Felise moved to Australia as a 7 year old and was educated at Shalom Catholic College, Bundaberg. He played his junior football for the Bundaberg Brothers, before being signed by the North Queensland Cowboys.

Playing career

Early career
From 2010 to 2012, Kaufusi played for the North Queensland Cowboys' NYC team. On 2 October 2011, Kaufusi played in the Cowboys' 2011 NYC Grand Final 31-30 Golden Point Extra Time loss to the New Zealand Warriors. On 28 June 2012, he re-signed with the Cowboys on a 1-year contract. In 2013, he moved on to the Cowboys' Queensland Cup team, Northern Pride RLFC. On 21 August 2013, he signed a 1-year contract with the Melbourne Storm starting in 2014. In July 2014, he played for the Queensland Residents against the New South Wales Residents.

2015
In Round 1 of the 2015 NRL season, Kaufusi made his NRL debut for the Melbourne Storm against the St. George Illawarra Dragons, playing off the interchange bench in the 12-4 win at Jubilee Oval. In Round 4 against the North Queensland Cowboys, Kaufusi scored his first NRL career try in the Storm’s 18-17 loss at 1300SMILES Stadium. On 2 May 2015, he played for Tonga against Samoa in the Polynesian Cup. On 2 July 2015, Kaufusi re-signed with the Storm on a 2-year contract.

2016
On 7 May, Kaufusi played for Tonga against Samoa in the 2016 Polynesian Cup. On 6 July, he was named as 18th man for Queensland in Game 3 of the 2016 State of Origin series. Kaufusi was named as 18th man for the Storm in their 2016 NRL Grand Final clash against the Cronulla-Sutherland Sharks but didn’t play in the 14-12 thrilling loss. Kaufusi finished the 2016 NRL season with him playing in 21 matches and scoring 4 tries for the Storm.

2017
On 21 April 2017, Kaufusi re-signed his contract with the Storm to the end of the 2019 season. On 6 May 2017, Kaufusi played for Tonga against Fiji in the 2017 Pacific Test, where he started at second-row in the 26-24 win at Campbelltown Stadium. During the season, Kaufusi took over the void second-row position from the departed Kevin Proctor and he took the opportunity by both hands and was instrumental for the Storm to their run leading up to the Finals series where they the winners of the Minor Premiership trophy. On 1 October 2017, in the Storm’s 2017 NRL Grand Final against the North Queensland Cowboys, Kaufusi started at second-row and scored a try in the 34-6 victory. Kaufusi finished his breakout 2017 NRL season with him playing all of the Storm’s 27 matches and scored 9 tries. On 3 October 2017, two days after the Grand Final win, Kaufusi was rewarded with selection in the 24-man Kangaroos squad for the 2017 Rugby League World Cup. On 3 November 2017, Kaufusi made his test debut for Australia against France, where he played off the interchange bench in the 52-6 win at Canberra Stadium.

2018
In Round 1, Kaufusi suffered a hamstring injury being sidelined for three weeks. In May, he signed a two-year extension to remain with the Melbourne Storm.

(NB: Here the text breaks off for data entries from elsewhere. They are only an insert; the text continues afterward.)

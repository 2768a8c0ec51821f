//! tsar: a script-driven test engine for CLI integration tests
//!
//! Inspired by Go's `rogpeppe/go-internal/testscript`.
//!
//! # Overview
//!
//! Each `.tsar` file is one test. Its lines are commands run in a fresh work
//! directory; if the file contains `-- name --` sections, the text before
//! the first section is the script and each section is staged as a file.
//!
//! # Script Syntax
//!
//! ```text
//! # comment
//! env GREETING=hello
//! exec echo $GREETING
//! stdout ^hello$
//! ! exists missing.txt
//! [short] skip slow test below
//! exec mytool input.txt &
//! wait
//!
//! -- input.txt --
//! some input
//! ```
//!
//! # Commands
//!
//! | Command | Description |
//! |---------|-------------|
//! | `cd` | Change the current directory |
//! | `cp` | Copy files (`stdout`/`stderr` name the last output) |
//! | `env` | Log the environment or set a variable |
//! | `exec` | Run a program; trailing `&` runs it in the background |
//! | `exists` | Check file existence |
//! | `grep` | Regex match in a file |
//! | `mkdir` | Create directories |
//! | `rm` | Remove files and directories |
//! | `skip` | Skip the script |
//! | `stdout` | Regex match on the last stdout |
//! | `stderr` | Regex match on the last stderr |
//! | `stop` | Stop the script early |
//! | `wait` | Wait for background programs |
//!
//! Any other name runs as a program unless explicit `exec` is required.
//!
//! # Prefixes
//!
//! - `!` - Command must fail
//! - `[cond]` - Conditional execution (`short`, `windows`, `darwin`, `linux`, `!cond`)

mod archive;
mod background;
mod commands;
mod conditions;
mod engine;
mod env;
mod error;
mod parser;
mod report;
mod runner;
mod script;
mod state;

pub use archive::{Archive, ArchiveFile};
pub use conditions::{default_conditions, Condition, ConditionEvaluator, ConditionFn};
pub use engine::{builtins, BoxedCmd, Cmd, CmdResult, CmdUsage, CommandTable, Dispatch, Engine};
pub use env::Environment;
pub use error::{ErrorKind, ScriptError};
pub use parser::{expand_env, parse_command, parse_line, ParsedCommand, ScriptLine};
pub use report::{CaseReport, Reporter};
pub use runner::{BoxError, RunConfig, SetupEnv, SetupFn, TestCaseResult, TestResult, TestRunner, TestRunnerBuilder};
pub use script::{run_script, script_name, Session};
pub use state::State;

// Convenience functions for cargo test integration
pub use runner::{run, run_and_assert, run_and_assert_with};
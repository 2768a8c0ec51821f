//! exec: execute a subprocess

use std::path::PathBuf;
use std::process::Command as ProcessCommand;
use crate::background::{BackgroundJob, JobOutcome};
use crate::engine::{Cmd, CmdResult, CmdUsage};
use crate::error::ScriptError;
use crate::state::State;

/// Trailing argument that sends `exec` to the background.
const BACKGROUND_MARKER: &str = "&";

pub(super) struct ExecCmd;

impl Cmd for ExecCmd {
    fn run(&self, state: &mut State, neg: bool, args: &[String]) -> Result<CmdResult, ScriptError> {
        let (args, background) = match args.split_last() {
            Some((last, rest)) if last == BACKGROUND_MARKER => (rest, true),
            _ => (args, false),
        };
        if args.is_empty() {
            return Err(ScriptError::usage("exec", "program [args...] [&]"));
        }

        if background {
            let job = start(state, args, neg).map_err(ScriptError::process)?;
            state.stdout.clear();
            state.stderr.clear();
            state.background.push(job);
            return Ok(CmdResult::Ok);
        }

        run_foreground(state, args, neg)?;
        Ok(CmdResult::Ok)
    }

    fn usage(&self) -> CmdUsage {
        CmdUsage {
            summary: "Run a program; a trailing & runs it in the background".into(),
            args: "program [args...] [&]".into(),
        }
    }
}

/// Run `args[0]` to completion, capturing its output into the session's
/// stdout/stderr and logging it. Fails when the outcome contradicts `neg`.
pub(crate) fn run_foreground(state: &mut State, args: &[String], neg: bool) -> Result<(), ScriptError> {
    if args.is_empty() {
        return Err(ScriptError::usage("exec", "program [args...] [&]"));
    }
    let outcome = match start(state, args, neg) {
        Ok(job) => job.wait(),
        Err(err) => JobOutcome {
            args: args.to_vec(),
            negate: neg,
            stdout: String::new(),
            stderr: String::new(),
            error: Some(err),
        },
    };

    state.stdout = outcome.stdout.clone();
    state.stderr = outcome.stderr.clone();
    if !state.stdout.is_empty() {
        state.logf(&format!("[stdout]\n{}", outcome.stdout));
    }
    if !state.stderr.is_empty() {
        state.logf(&format!("[stderr]\n{}", outcome.stderr));
    }
    if let Some(ref err) = outcome.error {
        state.logf(&format!("[{}]", err));
    }

    match outcome.mismatch() {
        Some(msg) => Err(ScriptError::process(msg)),
        None => Ok(()),
    }
}

/// Spawn `args[0]` in the current directory with exactly the session's environment.
fn start(state: &State, args: &[String], neg: bool) -> Result<BackgroundJob, String> {
    let program = look_path(state, &args[0])?;

    let mut cmd = ProcessCommand::new(&program);
    cmd.args(&args[1..]);
    cmd.current_dir(&state.pwd);
    cmd.env_clear();
    cmd.envs(state.env.vars());

    BackgroundJob::spawn(&mut cmd, args.to_vec(), neg)
        .map_err(|e| format!("cannot run {}: {}", args[0], e))
}

/// Look up an executable by name using the script's PATH, not the host's.
///
/// Names containing a path separator are resolved against the current
/// directory instead of searched for.
fn look_path(state: &State, command: &str) -> Result<PathBuf, String> {
    if command.contains('/') || command.contains(std::path::MAIN_SEPARATOR) {
        return Ok(state.resolve_path(command));
    }

    #[cfg(windows)]
    let extensions: Vec<String> = std::env::var("PATHEXT")
        .unwrap_or_else(|_| ".COM;.EXE;.BAT;.CMD".to_string())
        .split(';')
        .map(|s| s.to_lowercase())
        .collect();

    for dir in std::env::split_paths(state.getenv("PATH")) {
        if dir.as_os_str().is_empty() {
            continue;
        }

        #[cfg(windows)]
        {
            let path = dir.join(command);
            if path.is_file() {
                return Ok(path);
            }
            for ext in &extensions {
                let with_ext = dir.join(format!("{}{}", command, ext));
                if with_ext.is_file() {
                    return Ok(with_ext);
                }
            }
        }

        #[cfg(not(windows))]
        {
            use std::os::unix::fs::PermissionsExt;
            let path = dir.join(command);
            if let Ok(meta) = std::fs::metadata(&path) {
                if meta.is_file() && meta.permissions().mode() & 0o111 != 0 {
                    return Ok(path);
                }
            }
        }
    }

    Err(format!("executable file not found in $PATH: {}", command))
}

Kaufusi made his debut for Queensland in Game 1 of the 2018 State of Origin series, starting at second-row in all three games. He then featured in the Melbourne Storm's Grand Final loss to the Sydney Roosters. Kaufusi played in 21 games for the Storm in 2018, scoring five tries. Kaufusi played for Australia in the end of season tests vs New Zealand and Tonga.

2019
He played 25 games for Melbourne in the 2019 NRL season as the club finished as runaway Minor Premiers, however the club fell short of another grand final after capitulating against the Sydney Roosters in the preliminary final.

2020
He played 21 games for Melbourne in the 2020 NRL season including the club's 2020 NRL Grand Final victory over Penrith.

2021
In round 2 against Parramatta, Kaufusi was placed on report after an ugly tackle on Parramatta player Ryan Matterson during Melbourne's defeat.  As a result, Matterson missed the following five matches whilst Kaufusi was suspended for three games.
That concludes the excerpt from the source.